Linkage of 17 beta-oestradiol dehydrogenase to actin by epsilon-(gamma-glutamyl)-lysine in porcine endometrial cells.

We report on the discovery of interactions of porcine endometrial 17 beta-oestradiol dehydrogenase with actin. The 17 beta-oestradiol dehydrogenase of porcine uteri is an essentially unidirectional enzyme compounded in specialized organelles. The enzyme activity in Brij 35 extracts of the particulate fraction of epithelial cells sedimenting between 1800 and 11,000 g(av). was collected by immunoadsorption and eluted at low pH. The eluate contained three proteins of 32, 45 and 80 kDa as shown by SDS/PAGE and silver staining. They were identified by amino acid sequencing and immunotyping as oestradiol dehydrogenase (32 kDa), actin (45 kDa) and a covalent dehydrogenase-actin complex (80 kDa). Disulphides, aldimines, periodate-degradable bonds and hydrophobic interactions were excluded as linkages in the 80 kDa protein.

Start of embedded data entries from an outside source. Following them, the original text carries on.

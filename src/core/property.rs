//! Tagged fault properties.
//!
//! Catalog documents store properties as `"TAG: value"` strings. They are
//! parsed once, at load time, into a [`Property`] so that malformed entries
//! are rejected before any session touches them.

use serde::{Deserialize, Serialize};
use std::fmt;
use thiserror::Error;

/// Separator between a property tag and its value.
pub const SEPARATOR: &str = ": ";

/// Tag naming the machine a fault applies to.
pub const MACHINE_TAG: &str = "MAQUINA";

/// Tag for a yes/no disambiguating question.
pub const QUESTION_TAG: &str = "PREGUNTA";

/// Prefix of the numbered remediation step tags (`SOLUCION_PASO_<n>`).
pub const STEP_TAG_PREFIX: &str = "SOLUCION_PASO_";

/// Reasons a raw property string cannot be parsed.
#[derive(Debug, Clone, Error, PartialEq, Eq)]
pub enum PropertyError {
    #[error("property '{raw}' has no ': ' separator")]
    MissingSeparator { raw: String },

    #[error("property '{raw}' has an invalid remediation step index")]
    InvalidStepIndex { raw: String },
}

/// What a property means to the decision procedure.
#[derive(Clone, Debug, PartialEq, Eq)]
pub enum PropertyKind {
    /// `MAQUINA: <display name>`
    Machine(String),

    /// `PREGUNTA: <question text>`
    Question(String),

    /// `SOLUCION_PASO_<index>: <instruction>`; index is 1-based.
    SolutionStep { index: u32, text: String },

    /// Any other tag. Kept so that save reproduces the catalog.
    Other { tag: String, value: String },
}

/// A parsed property that remembers its original spelling.
///
/// Equality and serialization use the raw string, which is also what
/// question tags are matched against during filtering.
#[derive(Clone, Debug, PartialEq, Eq, Serialize, Deserialize)]
#[serde(try_from = "String", into = "String")]
pub struct Property {
    raw: String,
    kind: PropertyKind,
}

impl Property {
    /// Parse a `"TAG: value"` string. Only the first separator splits.
    pub fn parse(raw: impl Into<String>) -> Result<Self, PropertyError> {
        let raw = raw.into();
        let Some((tag, value)) = raw.split_once(SEPARATOR) else {
            return Err(PropertyError::MissingSeparator { raw });
        };

        let kind = if tag == MACHINE_TAG {
            PropertyKind::Machine(value.to_string())
        } else if tag == QUESTION_TAG {
            PropertyKind::Question(value.to_string())
        } else if let Some(index) = tag.strip_prefix(STEP_TAG_PREFIX) {
            match index.parse::<u32>() {
                Ok(index) if index >= 1 => PropertyKind::SolutionStep {
                    index,
                    text: value.to_string(),
                },
                _ => return Err(PropertyError::InvalidStepIndex { raw }),
            }
        } else {
            PropertyKind::Other {
                tag: tag.to_string(),
                value: value.to_string(),
            }
        };

        Ok(Self { raw, kind })
    }

    /// Build a `MAQUINA` property.
    pub fn machine(name: &str) -> Self {
        Self {
            raw: format!("{MACHINE_TAG}{SEPARATOR}{name}"),
            kind: PropertyKind::Machine(name.to_string()),
        }
    }

    /// Build a `PREGUNTA` property.
    pub fn question(text: &str) -> Self {
        Self {
            raw: format!("{QUESTION_TAG}{SEPARATOR}{text}"),
            kind: PropertyKind::Question(text.to_string()),
        }
    }

    /// Build a `SOLUCION_PASO_<index>` property. `index` must be at least 1.
    pub fn step(index: u32, text: &str) -> Result<Self, PropertyError> {
        Self::parse(format!("{STEP_TAG_PREFIX}{index}{SEPARATOR}{text}"))
    }

    pub fn raw(&self) -> &str {
        &self.raw
    }

    pub fn kind(&self) -> &PropertyKind {
        &self.kind
    }

    /// The text after the first separator.
    pub fn value(&self) -> &str {
        match &self.kind {
            PropertyKind::Machine(v) | PropertyKind::Question(v) => v,
            PropertyKind::SolutionStep { text, .. } => text,
            PropertyKind::Other { value, .. } => value,
        }
    }

    pub fn is_question(&self) -> bool {
        matches!(self.kind, PropertyKind::Question(_))
    }
}

impl TryFrom<String> for Property {
    type Error = PropertyError;

    fn try_from(raw: String) -> Result<Self, Self::Error> {
        Self::parse(raw)
    }
}

impl From<Property> for String {
    fn from(property: Property) -> Self {
        property.raw
    }
}

impl fmt::Display for Property {
    fn fmt(&self, f: &mut fmt::Formatter<'_>) -> fmt::Result {
        f.write_str(&self.raw)
    }
}

/// Extract the question text from a full `PREGUNTA: ...` tag.
///
/// Falls back to the whole tag when it carries no separator.
pub fn question_text(tag: &str) -> &str {
    tag.split_once(SEPARATOR).map_or(tag, |(_, text)| text)
}
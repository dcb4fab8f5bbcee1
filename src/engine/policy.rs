//! Question selection policies.
//!
//! When several faults remain and several questions are still unasked, the
//! engine delegates the choice to a [`QuestionPolicy`]. The default picks
//! uniformly at random; it does not weigh questions by how well they split
//! the candidates.

use crate::knowledge::KnowledgeBase;
use rand::rngs::StdRng;
use rand::seq::SliceRandom;
use rand::SeedableRng;
use std::sync::{Mutex, PoisonError};

/// Chooses the next question to ask.
pub trait QuestionPolicy: Send + Sync {
    /// Pick one tag from `unasked`, which is never empty and sorted.
    ///
    /// Returning `None` ends questioning; the engine then reports the
    /// remaining candidates as ambiguous.
    fn select<'a>(
        &self,
        catalog: &KnowledgeBase,
        candidates: &[usize],
        unasked: &[&'a str],
    ) -> Option<&'a str>;
}

impl<P: QuestionPolicy + ?Sized> QuestionPolicy for Box<P> {
    fn select<'a>(
        &self,
        catalog: &KnowledgeBase,
        candidates: &[usize],
        unasked: &[&'a str],
    ) -> Option<&'a str> {
        (**self).select(catalog, candidates, unasked)
    }
}

/// Uniform random choice among unasked questions.
#[derive(Debug, Default)]
pub struct RandomQuestionPolicy {
    seeded: Option<Mutex<StdRng>>,
}

impl RandomQuestionPolicy {
    /// Draw from the thread-local generator.
    pub fn new() -> Self {
        Self::default()
    }

    /// Draw from a generator seeded with `seed`, for reproducible runs.
    pub fn seeded(seed: u64) -> Self {
        Self {
            seeded: Some(Mutex::new(StdRng::seed_from_u64(seed))),
        }
    }
}

impl QuestionPolicy for RandomQuestionPolicy {
    fn select<'a>(
        &self,
        _catalog: &KnowledgeBase,
        _candidates: &[usize],
        unasked: &[&'a str],
    ) -> Option<&'a str> {
        match &self.seeded {
            Some(rng) => {
                let mut rng = rng.lock().unwrap_or_else(PoisonError::into_inner);
                unasked.choose(&mut *rng).copied()
            }
            None => unasked.choose(&mut rand::thread_rng()).copied(),
        }
    }
}

/// Always asks the first unasked question in tag order.
#[derive(Debug, Default, Clone, Copy)]
pub struct OrderedQuestionPolicy;

impl QuestionPolicy for OrderedQuestionPolicy {
    fn select<'a>(
        &self,
        _catalog: &KnowledgeBase,
        _candidates: &[usize],
        unasked: &[&'a str],
    ) -> Option<&'a str> {
        unasked.first().copied()
    }
}
//! Fault isolation decision procedure.
//!
//! The engine is a two-mode state machine:
//! - **Diagnosis**: yes/no questions narrow the candidate set
//! - **Solution**: the isolated fault's remediation steps, one per call
//!
//! # Pure Core
//!
//! Each call is `(catalog, state, input) -> (result, state)`. The engine
//! never stores sessions and never blocks, so callers may run any number
//! of sessions in parallel against the same catalog snapshot.
//!
//! # Example
//!
//! ```rust
//! use faultfinder::core::Property;
//! use faultfinder::engine::{Answer, DiagnosisEngine, OrderedQuestionPolicy, TaggedResult};
//! use faultfinder::knowledge::KnowledgeBase;
//!
//! let mut catalog = KnowledgeBase::default();
//! let fault = catalog.get_or_create("Fusible quemado");
//! fault.properties.push(Property::machine("Prensa"));
//! fault.properties.push(Property::step(1, "Cambiar fusible F2").unwrap());
//!
//! let engine = DiagnosisEngine::new().with_policy(OrderedQuestionPolicy);
//! let step = engine.start_session(&catalog, "prensa", "no arranca");
//! assert!(matches!(step.result, TaggedResult::Instruction { step: 1, .. }));
//!
//! let done = engine.continue_session(&catalog, &step.state, Answer::Yes).unwrap();
//! assert!(done.result.is_final());
//! ```

mod answer;
mod diagnosis;
pub mod error;
mod policy;
mod result;
mod symptoms;

pub use answer::Answer;
pub use diagnosis::{filter_candidates, DiagnosisEngine, DEFAULT_FALLBACK_INSTRUCTION};
pub use error::EngineError;
pub use policy::{OrderedQuestionPolicy, QuestionPolicy, RandomQuestionPolicy};
pub use result::{FinalOutcome, Step, TaggedResult};
pub use symptoms::{IgnoreDescription, SymptomExtractor};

The epsilon-(gamma-glutamyl)-lysine nature of the covalent cross-link was recognized by narrow-bore h.p.l.c. analysis of enzymic digests of electro-eluted 80 kDa material. An involvement of the actin anchor in positioning of the oestradiol dehydrogenase-containing organelles according to metabolic requirements is discussed.